Digitale Assistenzsysteme
Auf diese Co-Piloten ist Verlass
Text: H. Malguth, Fotos: Adobe Stock
Seit die Digitalisierung unseren Alltag erobert hat, ist sie auch zum wesentlichen Bestandteil des Fahrens geworden. Letztendlich soll dies darin gipfeln, Fahrzeuge autonom zu steuern. Auf dem Weg dorthin sind es diverse kleine Helfer, die ihren Beitrag dazu leisten, uns auch in schwierigen oder unübersichtlichen Verkehrslagen zu unterstützen.
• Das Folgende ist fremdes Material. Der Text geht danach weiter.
// Generated by shader-layout. Do not edit.
//
// Type:     Surface (struct)
// Identity: f0c7c492a6523f51
// Hash:     dd7374c73a2693337dfdb4cb5c57b1ec5edd7104
// Layout:   std140, 80 bytes, 16-byte aligned
//
//       0  Material data
//      48  float dirty
//      64  vec3 lightColor
//      76  float light_color

#[repr(C)]
#[allow(non_camel_case_types)]
#[derive(Debug, Clone, Copy, PartialEq, bytemuck::Pod, bytemuck::Zeroable)]
pub struct SurfaceData {
    pub data_field: MaterialData,
    pub dirty: f32,
    pub __pad0: [u8; 12],
    pub light_color: [f32; 3],
    pub light_color_2: f32,
}

const _: () = assert!(core::mem::size_of::<SurfaceData>() == 80);
const _: () = assert!(core::mem::offset_of!(SurfaceData, data_field) == 0);
const _: () = assert!(core::mem::offset_of!(SurfaceData, dirty) == 48);
const _: () = assert!(core::mem::offset_of!(SurfaceData, light_color) == 64);
const _: () = assert!(core::mem::offset_of!(SurfaceData, light_color_2) == 76);

#[allow(non_camel_case_types)]
#[derive(Debug, Clone, PartialEq)]
pub struct Surface {
    __data: SurfaceData,
    data_field: Material,
    __first_unit: Option<u32>,
    __dirty: [bool; 3],
}

impl Default for Surface {
    fn default() -> Self {
        Self::new()
    }
}

impl Surface {
    pub const SIZE: usize = 80;
    pub const ALIGNMENT: usize = 16;
    pub const PERSISTENT_ID: &'static str = "f0c7c492a6523f51";

    pub fn new() -> Self {
        let data: SurfaceData = bytemuck::Zeroable::zeroed();
        Self {
            __data: data,
            data_field: Material::new(),
            __first_unit: None,
            __dirty: [false; 3],
        }
    }

    pub fn data_field(&self) -> &Material {
        &self.data_field
    }

    pub fn data_field_mut(&mut self) -> &mut Material {
        &mut self.data_field
    }

    /// `dirty` at offset 48.
    pub fn dirty(&self) -> f32 {
        self.__data.dirty
    }

    pub fn set_dirty(&mut self, value: f32) {
        self.__data.dirty = value;
        self.__dirty[0] = true;
    }

    /// `lightColor` at offset 64.
    pub fn light_color(&self) -> [f32; 3] {
        self.__data.light_color
    }

    pub fn set_light_color(&mut self, value: [f32; 3]) {
        self.__data.light_color = value;
        self.__dirty[1] = true;
    }

    /// `light_color` at offset 76.
    pub fn light_color_2(&self) -> f32 {
        self.__data.light_color_2
    }

    pub fn set_light_color_2(&mut self, value: f32) {
        self.__data.light_color_2 = value;
        self.__dirty[2] = true;
    }

    /// Give the samplers of this struct consecutive texture units from `first`.
    pub fn bind_texture_units(&mut self, first: u32) {
        self.__first_unit = Some(first);
        self.data_field.bind_texture_units(first);
    }

    /// Plain-data image with every child's current values.
    pub fn data(&self) -> SurfaceData {
        let mut data = self.__data;
        data.data_field = self.data_field.data();
        data
    }

    pub fn to_bytes(&self) -> Vec<u8> {
        bytemuck::bytes_of(&self.data()).to_vec()
    }

    /// Leaves modified since the last `set_clean`, with absolute offsets.
    pub fn dirty_fields(&self) -> shader_layout::DirtyFieldSet {
        let mut set = shader_layout::DirtyFieldSet::new();
        self.collect_dirty_fields("", 0, &mut set);
        set
    }

    #[doc(hidden)]
    pub fn collect_dirty_fields(&self, prefix: &str, base: u32, set: &mut shader_layout::DirtyFieldSet) {
        self.data_field.collect_dirty_fields(&format!("{}data.", prefix), base, set);
        if self.__dirty[0] {
            set.push(shader_layout::DirtyField {
                path: format!("{}dirty", prefix),
                offset: base + 48,
                size: 4,
                location: None,
            });
        }
        if self.__dirty[1] {
            set.push(shader_layout::DirtyField {
                path: format!("{}lightColor", prefix),
                offset: base + 64,
                size: 12,
                location: None,
            });
        }
        if self.__dirty[2] {
            set.push(shader_layout::DirtyField {
                path: format!("{}light_color", prefix),
                offset: base + 76,
                size: 4,
                location: None,
            });
        }
    }
}

impl shader_layout::DirtyState for Surface {
    fn is_dirty(&self) -> bool {
        self.__dirty.iter().any(|dirty| *dirty) || shader_layout::DirtyState::is_dirty(&self.data_field)
    }

    fn set_clean(&mut self) {
        self.__dirty = [false; 3];
        shader_layout::DirtyState::set_clean(&mut self.data_field);
    }
}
An erster Stelle – zumal auch am bekanntesten – stehen hier die Einparkhilfe, der Spurhalteassistent oder der Abstandregler für diese Form elektronischer Hilfssysteme. Blieben diese technischen Errungenschaften zunächst nur den Luxusmodellen oder Pkw des gehobenen Segments vorbehalten, findet man sie mittlerweile auch bei Autos der Mittelklasse. In der Lkw-Szene hat die in den Medien verbreitete Debatte um den Abbiegeassistenten einem weiteren digitalen System zu großer Popularität verholfen. Daraus wird ersichtlich, dass es beim Einbau in moderne Fahrzeuge darum geht, die Unfallzahlen und somit die Zahl der im Straßenverkehr verunglückten Verkehrsteilnehmer zu reduzieren. So schreibt die EU ab 2022 zahlreiche weitere Assistenzsysteme u.a. in Pkw zwingend vor.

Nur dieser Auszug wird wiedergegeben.